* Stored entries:
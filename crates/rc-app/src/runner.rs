//! Cooperative driver for a running session.
//!
//! Table ticks, history clears and frames live on one [`Timeline`]. Every
//! popped task checks the session's run flag first, so stopping turns
//! anything still queued into a no-op.

use std::thread;
use std::time::{Duration, Instant};

use rc_sim::{Phase, RunFlag, Task, TickOutcome, Timeline};
use tracing::{debug, info};

use crate::draw::DrawList;
use crate::error::AppResult;
use crate::session::Session;
use crate::signals::Signal;
use crate::table::DataRow;

/// Longest single sleep in [`Runner::run_realtime`], so a stop request is
/// noticed promptly.
const MAX_SLEEP: Duration = Duration::from_millis(50);

/// Receives what a front end would display.
pub trait SessionObserver {
    fn on_row(&mut self, _row: &DataRow) {}

    fn on_skipped(&mut self, _phase: Phase) {}

    fn on_history_cleared(&mut self) {}

    fn on_signal(&mut self, _signal: &Signal) {}

    fn on_frame(&mut self, _draw: &DrawList) {}
}

/// Observer that ignores everything.
#[derive(Debug, Default, Clone, Copy)]
pub struct NullObserver;

impl SessionObserver for NullObserver {}

#[derive(Debug)]
pub struct Runner {
    session: Session,
    timeline: Timeline,
}

impl Runner {
    pub fn new(session: Session) -> Self {
        Self {
            session,
            timeline: Timeline::new(),
        }
    }

    pub fn session(&self) -> &Session {
        &self.session
    }

    pub fn session_mut(&mut self) -> &mut Session {
        &mut self.session
    }

    pub fn into_session(self) -> Session {
        self.session
    }

    pub fn now(&self) -> Duration {
        self.timeline.now()
    }

    pub fn next_deadline(&self) -> Option<Duration> {
        self.timeline.next_deadline()
    }

    pub fn pending_tasks(&self) -> usize {
        self.timeline.len()
    }

    /// Start the session and queue an immediate row and frame.
    pub fn start(&mut self, now: Duration) -> AppResult<()> {
        self.session.start()?;
        self.timeline.cancel_all();
        self.timeline.advance_clock(now);
        self.timeline.schedule_at(now, Task::TableTick);
        self.timeline.schedule_at(now, Task::Frame);
        Ok(())
    }

    pub fn stop(&mut self) {
        self.session.stop();
        self.timeline.cancel_all();
    }

    /// Run every task due at or before `now`, in time order.
    ///
    /// Returns how many tasks did work.
    pub fn advance_to(&mut self, now: Duration, observer: &mut dyn SessionObserver) -> usize {
        let mut ran = 0;
        while let Some((at, task)) = self.timeline.pop_due(now) {
            if !self.session.is_running() {
                debug!(?task, at_ms = at.as_millis() as u64, "dropping stale task");
                continue;
            }
            self.run_task(task, observer);
            ran += 1;
            for signal in self.session.drain_signals() {
                observer.on_signal(&signal);
            }
        }
        self.timeline.advance_clock(now);
        // Signals raised outside the runner (e.g. proposals) still reach the observer.
        for signal in self.session.drain_signals() {
            observer.on_signal(&signal);
        }
        ran
    }

    fn run_task(&mut self, task: Task, observer: &mut dyn SessionObserver) {
        let options = self.session.options();
        let (table_interval, retry_interval, clear_delay, frame_interval) = (
            options.table_interval(),
            options.retry_interval(),
            options.clear_delay(),
            options.frame_interval(),
        );

        match task {
            Task::TableTick => {
                let Some(outcome) = self.session.table_tick() else {
                    return;
                };
                let next_tick = match &outcome {
                    TickOutcome::Shown { row, .. } => {
                        observer.on_row(row);
                        table_interval
                    }
                    TickOutcome::Skipped { phase, .. } => {
                        observer.on_skipped(*phase);
                        retry_interval
                    }
                };
                if outcome.revolution_complete() {
                    info!(cycles = self.session.cycles(), "revolution complete");
                    self.timeline.schedule_in(clear_delay, Task::ClearHistory);
                }
                self.timeline.schedule_in(next_tick, Task::TableTick);
            }
            Task::ClearHistory => {
                self.session.clear_history();
                observer.on_history_cleared();
            }
            Task::Frame => {
                self.session.frame_tick();
                observer.on_frame(&self.session.draw_list());
                self.timeline.schedule_in(frame_interval, Task::Frame);
            }
        }
    }

    /// Drive the timeline on virtual time until `cycles` revolutions finish,
    /// the session stops, or the clock passes `limit`.
    pub fn run_virtual(
        &mut self,
        observer: &mut dyn SessionObserver,
        cycles: u64,
        limit: Duration,
    ) -> u64 {
        while self.session.is_running() && self.session.cycles() < cycles {
            let Some(deadline) = self.timeline.next_deadline() else {
                break;
            };
            if deadline > limit {
                break;
            }
            self.advance_to(deadline, observer);
        }
        self.session.cycles()
    }

    /// Drive the timeline against the wall clock until `flag` is lowered,
    /// the session stops, or `stop_after_cycles` revolutions finish.
    pub fn run_realtime(
        &mut self,
        flag: &RunFlag,
        observer: &mut dyn SessionObserver,
        stop_after_cycles: Option<u64>,
    ) -> u64 {
        let origin = Instant::now();
        let base = self.timeline.now();
        loop {
            if !flag.is_running() {
                info!("stop requested");
                self.stop();
                break;
            }
            if stop_after_cycles.is_some_and(|n| self.session.cycles() >= n) {
                self.stop();
                break;
            }
            if !self.session.is_running() {
                break;
            }
            let Some(deadline) = self.timeline.next_deadline() else {
                break;
            };
            let now = base + origin.elapsed();
            if deadline > now {
                thread::sleep((deadline - now).min(MAX_SLEEP));
                continue;
            }
            self.advance_to(now, observer);
        }
        // Deliver anything raised while stopping.
        for signal in self.session.drain_signals() {
            observer.on_signal(&signal);
        }
        self.session.cycles()
    }
}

* WHAT IS BEING ASKED: Your response should contain each line of the entries above that holds the string "raised".

* WRITTEN RESPONSE:
        // Signals raised outside the runner (e.g. proposals) still reach the observer.
        // Deliver anything raised while stopping.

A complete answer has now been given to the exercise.